▶ _Records for this task_
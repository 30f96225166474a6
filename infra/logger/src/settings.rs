use crate::{DEFAULT_MAX_FILES, LevelFilter, LoggerError, Rotation};
use serde::Deserialize;
use std::path::PathBuf;
use std::str::FromStr;

/// Logging section of an application config file.
///
/// ```toml
/// [logging]
/// level = "debug"
/// filter = "mfg_catalog=trace"
/// directory = "logs"
/// rotation = "hourly"
/// ```
#[derive(Debug, Clone, Deserialize)]
#[serde(default)]
pub struct LoggingSettings {
    pub level: String,
    pub console: bool,
    pub filter: Option<String>,
    pub directory: Option<PathBuf>,
    pub rotation: LogRotation,
    pub max_files: usize,
    pub json: bool,
}

#[derive(Debug, Clone, Copy, Default, PartialEq, Eq, Deserialize)]
#[serde(rename_all = "lowercase")]
pub enum LogRotation {
    Minutely,
    Hourly,
    #[default]
    Daily,
    Never,
}

impl LoggingSettings {
    /// Parses the configured level name.
    ///
    /// # Errors
    /// Returns [`LoggerError::InvalidConfiguration`] for an unknown level name.
    pub fn level(&self) -> Result<LevelFilter, LoggerError> {
        LevelFilter::from_str(&self.level).map_err(|e| LoggerError::InvalidConfiguration {
            message: format!("Unknown log level '{}': {e}", self.level).into(),
            context: Some("logging.level".into()),
        })
    }
}

impl Default for LoggingSettings {
    fn default() -> Self {
        Self {
            level: "info".to_owned(),
            console: true,
            filter: None,
            directory: None,
            rotation: LogRotation::Daily,
            max_files: DEFAULT_MAX_FILES,
            json: false,
        }
    }
}

impl From<LogRotation> for Rotation {
    fn from(value: LogRotation) -> Self {
        match value {
            LogRotation::Minutely => Self::MINUTELY,
            LogRotation::Hourly => Self::HOURLY,
            LogRotation::Daily => Self::DAILY,
            LogRotation::Never => Self::NEVER,
        }
    }
}
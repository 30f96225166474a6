//! # SUPER-BOM Validation
//!
//! Structural checks a model draft must pass before it is handed to the persistence
//! layer. Checks run in a fixed order:
//!
//! 1. Required fields (`MissingRequiredField`).
//! 2. Model size range (`InvalidSizeRange`).
//! 3. At most one default per option collection (`MultipleDefaultOptions`).
//! 4. Option names (`MissingOptionName`).
//! 5. Hardware items usable without manual selection (`AmbiguousHardwareItem`).
//! 6. Non-empty references (`DanglingReference`).
//! 7. Sole ranges and size coverage (`InvalidSizeRange`, `IncompleteSizeCoverage`).
//!
//! followed by amounts, cutting quantities, sole bounds and id uniqueness.
//!
//! The validator never fails; it returns a [`ValidationReport`] and leaves the
//! decision to the caller.

mod checks;
mod report;

pub use report::{Severity, ValidationReport, Violation, ViolationKind};

use crate::form::ModelFormValues;
use mfg_domain::ModelDraft;
use mfg_domain::config::CatalogConfig;
use tracing::debug;

type Check = fn(&ModelDraft, &CatalogConfig, &mut ValidationReport);

/// Checks 2 to 7 and the additional structural checks, in order.
const STRUCTURAL_CHECKS: &[Check] = &[
    checks::size_range,
    checks::single_default,
    checks::option_names,
    checks::hardware_items,
    checks::references,
    checks::sole_ranges,
    checks::amounts,
    checks::cutting_quantities,
    checks::sole_bounds,
    checks::unique_ids,
];

/// Empty report configured for `config`'s fail-fast mode.
#[must_use]
pub fn report_for(config: &CatalogConfig) -> ValidationReport {
    if config.validation.fail_fast {
        ValidationReport::fail_fast()
    } else {
        ValidationReport::default()
    }
}

/// Check 1 on raw form values, before defaults hide missing fields.
pub fn check_required_fields(values: &ModelFormValues, report: &mut ValidationReport) {
    checks::required_form_fields(values, report);
}

/// Validates an already mapped draft.
#[must_use]
pub fn validate_draft(draft: &ModelDraft, config: &CatalogConfig) -> ValidationReport {
    let mut report = report_for(config);
    checks::required_draft_fields(draft, &mut report);
    validate_structure(draft, config, &mut report);
    report
}

/// Runs checks 2 onwards into `report`.
pub fn validate_structure(
    draft: &ModelDraft,
    config: &CatalogConfig,
    report: &mut ValidationReport,
) {
    for check in STRUCTURAL_CHECKS {
        if report.is_halted() {
            break;
        }
        check(draft, config, report);
    }

    debug!(
        article = %draft.article,
        errors = report.errors().count(),
        warnings = report.warnings().count(),
        "Model draft validated"
    );
}
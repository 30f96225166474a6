use super::{ValidationReport, Violation, ViolationKind};
use crate::form::ModelFormValues;
use fxhash::FxHashSet;
use mfg_domain::config::CatalogConfig;
use mfg_domain::constants::MAX_CUTTING_QUANTITY;
use mfg_domain::{ModelDraft, OptionEntry, OptionFamily};

fn at(collection: &str, index: usize, field: &str) -> String {
    format!("{collection}[{index}].{field}")
}

fn missing(report: &mut ValidationReport, field: &str) {
    report.push(Violation::new(
        ViolationKind::MissingRequiredField,
        field,
        format!("'{field}' is required"),
    ));
}

fn blank(value: Option<&str>) -> bool {
    value.is_none_or(|v| v.trim().is_empty())
}

pub(super) fn required_form_fields(values: &ModelFormValues, report: &mut ValidationReport) {
    let present = [
        ("name", !blank(values.name.as_deref())),
        ("article", !blank(values.article.as_deref())),
        ("gender", values.gender.is_some()),
        ("modelType", values.model_type.is_some()),
        ("category", values.category.is_some()),
        ("sizeMin", values.size_min.is_some()),
        ("sizeMax", values.size_max.is_some()),
        ("retailPrice", values.retail_price.is_some()),
        ("wholesalePrice", values.wholesale_price.is_some()),
    ];
    for (field, _) in present.into_iter().filter(|(_, ok)| !ok) {
        missing(report, field);
    }
}

/// A mapped draft always carries enums, sizes and prices; only text can be blank.
pub(super) fn required_draft_fields(draft: &ModelDraft, report: &mut ValidationReport) {
    if blank(Some(&draft.name)) {
        missing(report, "name");
    }
    if blank(Some(&draft.article)) {
        missing(report, "article");
    }
}

pub(super) fn size_range(
    draft: &ModelDraft,
    config: &CatalogConfig,
    report: &mut ValidationReport,
) {
    let (min, max) = (config.sizing.global_min, config.sizing.global_max);
    let bounds = min..=max;

    for (field, size) in [("sizeMin", draft.size_min), ("sizeMax", draft.size_max)] {
        if !bounds.contains(&size) {
            report.push(Violation::new(
                ViolationKind::InvalidSizeRange,
                field,
                format!("Size {size} is outside {min}..={max}"),
            ));
        }
    }

    if draft.size_min > draft.size_max {
        report.push(Violation::new(
            ViolationKind::InvalidSizeRange,
            "sizeMin",
            format!("sizeMin {} exceeds sizeMax {}", draft.size_min, draft.size_max),
        ));
    }
}

fn single_default_in<T: OptionEntry>(entries: &[T], report: &mut ValidationReport) {
    let path = T::FAMILY.collection_path();
    for (index, _) in entries.iter().enumerate().filter(|(_, e)| e.is_default()).skip(1) {
        report.push(Violation::new(
            ViolationKind::MultipleDefaultOptions,
            at(path, index, "isDefault"),
            format!("Only one {} option may be the default", T::FAMILY),
        ));
    }
}

pub(super) fn single_default(draft: &ModelDraft, _: &CatalogConfig, report: &mut ValidationReport) {
    single_default_in(&draft.super_bom.perforation_options, report);
    single_default_in(&draft.super_bom.insole_options, report);
    single_default_in(&draft.super_bom.hardware_sets, report);
    single_default_in(&draft.sole_options, report);
}

fn names_in<T: OptionEntry>(entries: &[T], report: &mut ValidationReport) {
    let path = T::FAMILY.collection_path();
    for (index, _) in entries.iter().enumerate().filter(|(_, e)| e.name().trim().is_empty()) {
        report.push(Violation::new(
            ViolationKind::MissingOptionName,
            at(path, index, "name"),
            format!("{} option needs a name", T::FAMILY),
        ));
    }
}

pub(super) fn option_names(draft: &ModelDraft, _: &CatalogConfig, report: &mut ValidationReport) {
    names_in(&draft.super_bom.perforation_options, report);
    names_in(&draft.super_bom.insole_options, report);
    names_in(&draft.super_bom.hardware_sets, report);

    let sets = OptionFamily::HardwareSet.collection_path();
    for (set_index, set) in draft.super_bom.hardware_sets.iter().enumerate() {
        for (index, _) in set.items.iter().enumerate().filter(|(_, i)| i.name.trim().is_empty()) {
            report.push(Violation::new(
                ViolationKind::MissingOptionName,
                format!("{sets}[{set_index}].items[{index}].name"),
                "Hardware item needs a name",
            ));
        }
    }

    names_in(&draft.sole_options, report);
}

pub(super) fn hardware_items(draft: &ModelDraft, _: &CatalogConfig, report: &mut ValidationReport) {
    let sets = OptionFamily::HardwareSet.collection_path();
    for (set_index, set) in draft.super_bom.hardware_sets.iter().enumerate() {
        let ambiguous = set
            .items
            .iter()
            .enumerate()
            .filter(|(_, item)| {
                !item.requires_exact_selection && item.compatible_materials.is_empty()
            });
        for (index, item) in ambiguous {
            report.push(Violation::new(
                ViolationKind::AmbiguousHardwareItem,
                format!("{sets}[{set_index}].items[{index}].compatibleMaterials"),
                format!(
                    "Hardware item '{}' has no compatible material and no exact selection",
                    item.name
                ),
            ));
        }
    }
}

/// Only checks that reference ids are present; existence is the lookup's job.
pub(super) fn references(draft: &ModelDraft, _: &CatalogConfig, report: &mut ValidationReport) {
    for (index, usage) in draft.cutting_parts.iter().enumerate() {
        if usage.part.id.trim().is_empty() {
            report.push(Violation::new(
                ViolationKind::DanglingReference,
                at("cuttingParts", index, "part"),
                "Cutting part is not selected",
            ));
        }
        if usage.material.id.trim().is_empty() {
            report.push(Violation::new(
                ViolationKind::DanglingReference,
                at("cuttingParts", index, "material"),
                "Cutting material is not selected",
            ));
        }
    }

    for (index, sole) in draft.sole_options.iter().enumerate() {
        if sole.material.id.trim().is_empty() {
            report.push(Violation::new(
                ViolationKind::DanglingReference,
                at("soleOptions", index, "material"),
                format!("Sole option '{}' has no material", sole.name),
            ));
        }
    }
}

pub(super) fn sole_ranges(
    draft: &ModelDraft,
    config: &CatalogConfig,
    report: &mut ValidationReport,
) {
    for (index, sole) in draft.sole_options.iter().enumerate() {
        if sole.size_min > sole.size_max {
            report.push(Violation::new(
                ViolationKind::InvalidSizeRange,
                at("soleOptions", index, "sizeMin"),
                format!(
                    "Sole option '{}': sizeMin {} exceeds sizeMax {}",
                    sole.name, sole.size_min, sole.size_max
                ),
            ));
        }
    }

    if !config.validation.coverage_warnings || draft.sole_options.is_empty() {
        return;
    }

    let gaps = coverage_gaps(draft);
    if !gaps.is_empty() {
        let listed: Vec<String> = gaps
            .iter()
            .map(|&(from, to)| if from == to { from.to_string() } else { format!("{from}-{to}") })
            .collect();
        report.push(Violation::new(
            ViolationKind::IncompleteSizeCoverage,
            "soleOptions",
            format!("No sole option covers size(s) {}", listed.join(", ")),
        ));
    }
}

/// Contiguous model sizes not covered by any well-formed sole option.
fn coverage_gaps(draft: &ModelDraft) -> Vec<(u8, u8)> {
    let mut gaps: Vec<(u8, u8)> = Vec::new();
    for size in draft.size_min..=draft.size_max {
        if draft.sole_options.iter().any(|sole| sole.covers(size)) {
            continue;
        }
        match gaps.last_mut() {
            Some((_, to)) if to.checked_add(1) == Some(size) => *to = size,
            _ => gaps.push((size, size)),
        }
    }
    gaps
}

fn amount(report: &mut ValidationReport, path: impl Into<String>, value: Option<f64>) {
    if let Some(value) = value.filter(|v| !v.is_finite() || *v < 0.0) {
        let path = path.into();
        let message = format!("'{path}' must be a non-negative number, got {value}");
        report.push(Violation::new(ViolationKind::InvalidAmount, path, message));
    }
}

pub(super) fn amounts(draft: &ModelDraft, _: &CatalogConfig, report: &mut ValidationReport) {
    amount(report, "retailPrice", Some(draft.retail_price));
    amount(report, "wholesalePrice", Some(draft.wholesale_price));
    amount(report, "materialCost", draft.material_cost);
    amount(report, "laborCost", draft.labor_cost);
    amount(report, "overheadCost", draft.overhead_cost);

    for (index, usage) in draft.cutting_parts.iter().enumerate() {
        amount(report, at("cuttingParts", index, "consumptionPerPair"), usage.consumption_per_pair);
        amount(report, at("cuttingParts", index, "laborCost"), usage.labor_cost);
    }
}

pub(super) fn cutting_quantities(
    draft: &ModelDraft,
    _: &CatalogConfig,
    report: &mut ValidationReport,
) {
    for (index, usage) in draft.cutting_parts.iter().enumerate() {
        if usage.quantity > MAX_CUTTING_QUANTITY {
            report.push(Violation::new(
                ViolationKind::InvalidQuantity,
                at("cuttingParts", index, "quantity"),
                format!("Quantity {} is outside 0..={MAX_CUTTING_QUANTITY}", usage.quantity),
            ));
        }
    }
}

pub(super) fn sole_bounds(
    draft: &ModelDraft,
    config: &CatalogConfig,
    report: &mut ValidationReport,
) {
    let (min, max) = (config.sizing.global_min, config.sizing.global_max);
    let bounds = min..=max;

    for (index, sole) in draft.sole_options.iter().enumerate() {
        for (field, size) in [("sizeMin", sole.size_min), ("sizeMax", sole.size_max)] {
            if !bounds.contains(&size) {
                report.push(Violation::new(
                    ViolationKind::InvalidSizeRange,
                    at("soleOptions", index, field),
                    format!("Sole size {size} is outside {min}..={max}"),
                ));
            }
        }
    }
}

/// Reports every repeated non-empty id after its first occurrence.
fn unique_in<'a>(
    path: &str,
    ids: impl Iterator<Item = &'a str>,
    report: &mut ValidationReport,
) {
    let mut seen = FxHashSet::default();
    for (index, id) in ids.enumerate() {
        if !id.is_empty() && !seen.insert(id) {
            report.push(Violation::new(
                ViolationKind::DuplicateOptionId,
                at(path, index, "id"),
                format!("Id '{id}' is used more than once"),
            ));
        }
    }
}

fn unique_entries<T: OptionEntry>(entries: &[T], report: &mut ValidationReport) {
    unique_in(T::FAMILY.collection_path(), entries.iter().map(OptionEntry::id), report);
}

pub(super) fn unique_ids(draft: &ModelDraft, _: &CatalogConfig, report: &mut ValidationReport) {
    unique_entries(&draft.super_bom.perforation_options, report);
    unique_entries(&draft.super_bom.insole_options, report);
    unique_entries(&draft.super_bom.hardware_sets, report);

    let sets = OptionFamily::HardwareSet.collection_path();
    for (set_index, set) in draft.super_bom.hardware_sets.iter().enumerate() {
        let path = format!("{sets}[{set_index}].items");
        unique_in(&path, set.items.iter().map(|item| item.id.as_str()), report);
    }

    unique_in("cuttingParts", draft.cutting_parts.iter().map(|usage| usage.id.as_str()), report);
    unique_entries(&draft.sole_options, report);
}

#[cfg(test)]
mod tests {
    use super::*;
    use mfg_domain::{
        HardwareItemOption, HardwareSet, MaterialReference, PerforationOption, SoleOption,
    };

    fn sole(min: u8, max: u8) -> SoleOption {
        SoleOption {
            id: format!("sole-{min}-{max}"),
            name: "EVA".to_owned(),
            material: MaterialReference { id: "mat-eva".to_owned(), ..Default::default() },
            size_min: min,
            size_max: max,
            ..SoleOption::default()
        }
    }

    fn draft() -> ModelDraft {
        ModelDraft {
            name: "SPORT 250".to_owned(),
            article: "SP-250".to_owned(),
            size_min: 40,
            size_max: 46,
            ..ModelDraft::default()
        }
    }

    fn run(check: super::super::Check, draft: &ModelDraft) -> ValidationReport {
        let mut report = ValidationReport::default();
        check(draft, &CatalogConfig::default(), &mut report);
        report
    }

    #[test]
    fn coverage_gaps_are_grouped() {
        let mut draft = draft();
        draft.sole_options = vec![sole(35, 41), sole(44, 44)];
        assert_eq!(coverage_gaps(&draft), vec![(42, 43), (45, 46)]);

        let report = run(sole_ranges, &draft);
        assert!(report.is_valid());
        let warning = report.warnings().next().unwrap();
        assert_eq!(warning.kind, ViolationKind::IncompleteSizeCoverage);
        assert!(warning.message.contains("42-43, 45-46"));
    }

    #[test]
    fn models_without_soles_get_no_coverage_warning() {
        assert!(run(sole_ranges, &draft()).is_empty());
    }

    #[test]
    fn second_default_is_reported_at_its_index() {
        let mut draft = draft();
        let option = |id: &str| PerforationOption {
            id: id.to_owned(),
            name: id.to_owned(),
            is_default: true,
            is_active: true,
            ..PerforationOption::default()
        };
        draft.super_bom.perforation_options = vec![option("a"), option("b")];

        let report = run(single_default, &draft);
        let first = report.first().unwrap();
        assert_eq!(first.kind, ViolationKind::MultipleDefaultOptions);
        assert_eq!(first.path, "superBom.perforationOptions[1].isDefault");
    }

    #[test]
    fn exact_selection_items_may_omit_materials() {
        let mut draft = draft();
        draft.super_bom.hardware_sets = vec![HardwareSet {
            id: "hardware-0".to_owned(),
            name: "Базовый".to_owned(),
            is_active: true,
            items: vec![HardwareItemOption {
                id: "eyelets".to_owned(),
                name: "Блочки".to_owned(),
                requires_exact_selection: true,
                ..HardwareItemOption::default()
            }],
            ..HardwareSet::default()
        }];
        assert!(run(hardware_items, &draft).is_valid());
    }

    #[test]
    fn negative_and_nan_amounts_are_invalid() {
        let mut draft = draft();
        draft.retail_price = -1.0;
        draft.overhead_cost = Some(f64::NAN);

        let paths: Vec<_> = run(amounts, &draft).errors().map(|v| v.path.clone()).collect();
        assert_eq!(paths, vec!["retailPrice", "overheadCost"]);
    }

    #[test]
    fn duplicate_ids_are_reported_once_per_repeat() {
        let mut draft = draft();
        draft.sole_options = vec![sole(35, 46), sole(35, 46), sole(35, 46)];

        let report = run(unique_ids, &draft);
        let paths: Vec<_> = report.errors().map(|v| v.path.as_str()).collect();
        assert_eq!(paths, vec!["soleOptions[1].id", "soleOptions[2].id"]);
    }
}
use fxhash::FxHashSet;
use proc_macro2::TokenStream;
use quote::quote;
use syn::parse::Parser;
use syn::{Attribute, ItemStruct, Lit, LitStr, Meta, MetaNameValue};

/// Derives every contract DTO carries unless the struct already lists them.
const CONTRACT_DERIVES: &[&str] = &["Debug", "Clone", "PartialEq", "Serialize", "Deserialize"];

struct ApiModelArgs {
    rename_all: Option<LitStr>,
    deny_unknown_fields: Option<bool>,
}

#[derive(Default)]
struct SerdeMetaInfo {
    rename_all: Option<LitStr>,
    deny_unknown_fields: bool,
}

/// Expands the `#[api_model]` attribute macro.
pub fn expand_api_model(args: TokenStream, input: ItemStruct) -> TokenStream {
    match expand(args, &input) {
        Ok(tokens) => tokens,
        Err(err) => err.to_compile_error(),
    }
}

fn expand(args: TokenStream, input: &ItemStruct) -> Result<TokenStream, syn::Error> {
    let args = parse_args(args)?;
    let serde_meta = serde_meta_info(&input.attrs)?;

    let derive_attr = derive_attr(&derived_trait_names(&input.attrs));
    let rename_attr = rename_attr(args.rename_all, &serde_meta)?;
    let deny_attr = deny_unknown_attr(args.deny_unknown_fields, &serde_meta, input)?;

    Ok(quote! {
        #derive_attr
        #rename_attr
        #deny_attr
        #input
    })
}

fn parse_args(args: TokenStream) -> Result<ApiModelArgs, syn::Error> {
    let parser = syn::punctuated::Punctuated::<Meta, syn::Token![,]>::parse_terminated;
    let mut parsed = ApiModelArgs { rename_all: None, deny_unknown_fields: None };

    for meta in parser.parse2(args)? {
        let Meta::NameValue(nv) = meta else {
            return Err(syn::Error::new_spanned(
                meta,
                "Expected name-value arguments like `rename_all = \"...\"`",
            ));
        };
        if nv.path.is_ident("rename_all") {
            let Lit::Str(value) = literal(&nv)? else {
                return Err(syn::Error::new_spanned(&nv.value, "rename_all must be a string"));
            };
            set_once(&mut parsed.rename_all, &nv, value)?;
        } else if nv.path.is_ident("deny_unknown_fields") {
            let Lit::Bool(value) = literal(&nv)? else {
                return Err(syn::Error::new_spanned(
                    &nv.value,
                    "deny_unknown_fields must be a boolean",
                ));
            };
            set_once(&mut parsed.deny_unknown_fields, &nv, value.value)?;
        } else {
            return Err(syn::Error::new_spanned(
                &nv.path,
                "Unsupported argument; expected rename_all or deny_unknown_fields",
            ));
        }
    }

    Ok(parsed)
}

fn literal(nv: &MetaNameValue) -> Result<Lit, syn::Error> {
    match &nv.value {
        syn::Expr::Lit(expr) => Ok(expr.lit.clone()),
        other => Err(syn::Error::new_spanned(other, "Expected a literal value")),
    }
}

fn set_once<T>(slot: &mut Option<T>, token: &MetaNameValue, value: T) -> Result<(), syn::Error> {
    if slot.is_some() {
        return Err(syn::Error::new_spanned(token, "Duplicate argument"));
    }
    *slot = Some(value);
    Ok(())
}

fn derive_attr(present: &FxHashSet<String>) -> TokenStream {
    let tokens: Vec<TokenStream> = CONTRACT_DERIVES
        .iter()
        .filter(|name| !present.contains(**name))
        .map(|name| match *name {
            "Serialize" => quote! { ::serde::Serialize },
            "Deserialize" => quote! { ::serde::Deserialize },
            other => {
                let ident = syn::Ident::new(other, proc_macro2::Span::call_site());
                quote! { #ident }
            },
        })
        .collect();

    if tokens.is_empty() { quote! {} } else { quote! { #[derive(#(#tokens),*)] } }
}

fn rename_attr(
    rename_all: Option<LitStr>,
    serde_meta: &SerdeMetaInfo,
) -> Result<TokenStream, syn::Error> {
    let wanted =
        rename_all.unwrap_or_else(|| LitStr::new("camelCase", proc_macro2::Span::call_site()));

    match &serde_meta.rename_all {
        Some(existing) if existing.value() != wanted.value() => Err(syn::Error::new_spanned(
            existing,
            "Conflicting serde rename_all; remove it or set api_model(rename_all = \"...\") to match",
        )),
        Some(_) => Ok(quote! {}),
        None => Ok(quote! { #[serde(rename_all = #wanted)] }),
    }
}

fn deny_unknown_attr(
    deny_unknown_fields: Option<bool>,
    serde_meta: &SerdeMetaInfo,
    input: &ItemStruct,
) -> Result<TokenStream, syn::Error> {
    let deny = deny_unknown_fields.unwrap_or(true);
    match (serde_meta.deny_unknown_fields, deny) {
        (true, false) => Err(syn::Error::new_spanned(
            &input.ident,
            "deny_unknown_fields is already set via serde; remove it before disabling",
        )),
        (true, true) | (false, false) => Ok(quote! {}),
        (false, true) => Ok(quote! { #[serde(deny_unknown_fields)] }),
    }
}

fn serde_meta_info(attrs: &[Attribute]) -> Result<SerdeMetaInfo, syn::Error> {
    let mut info = SerdeMetaInfo::default();

    for attr in attrs.iter().filter(|a| a.path().is_ident("serde")) {
        attr.parse_nested_meta(|meta| {
            if meta.path.is_ident("rename_all") {
                info.rename_all = Some(meta.value()?.parse()?);
            } else if meta.path.is_ident("deny_unknown_fields") {
                info.deny_unknown_fields = true;
            } else if meta.input.peek(syn::Token![=]) {
                // Skip values of unrelated serde options (e.g. `default = "..."`).
                let _: syn::Expr = meta.value()?.parse()?;
            }
            Ok(())
        })?;
    }

    Ok(info)
}

fn derived_trait_names(attrs: &[Attribute]) -> FxHashSet<String> {
    let mut traits = FxHashSet::default();
    for attr in attrs.iter().filter(|a| a.path().is_ident("derive")) {
        let _ = attr.parse_nested_meta(|meta| {
            if let Some(seg) = meta.path.segments.last() {
                traits.insert(seg.ident.to_string());
            }
            Ok(())
        });
    }
    traits
}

▶ _Task instructions_
For each line in the material above that contains the string "PartialEq", make a copy.

▶ _The completed task_
#[derive(Debug, Clone, Copy, Default, PartialEq, Eq, Deserialize)]
const CONTRACT_DERIVES: &[&str] = &["Debug", "Clone", "PartialEq", "Serialize", "Deserialize"];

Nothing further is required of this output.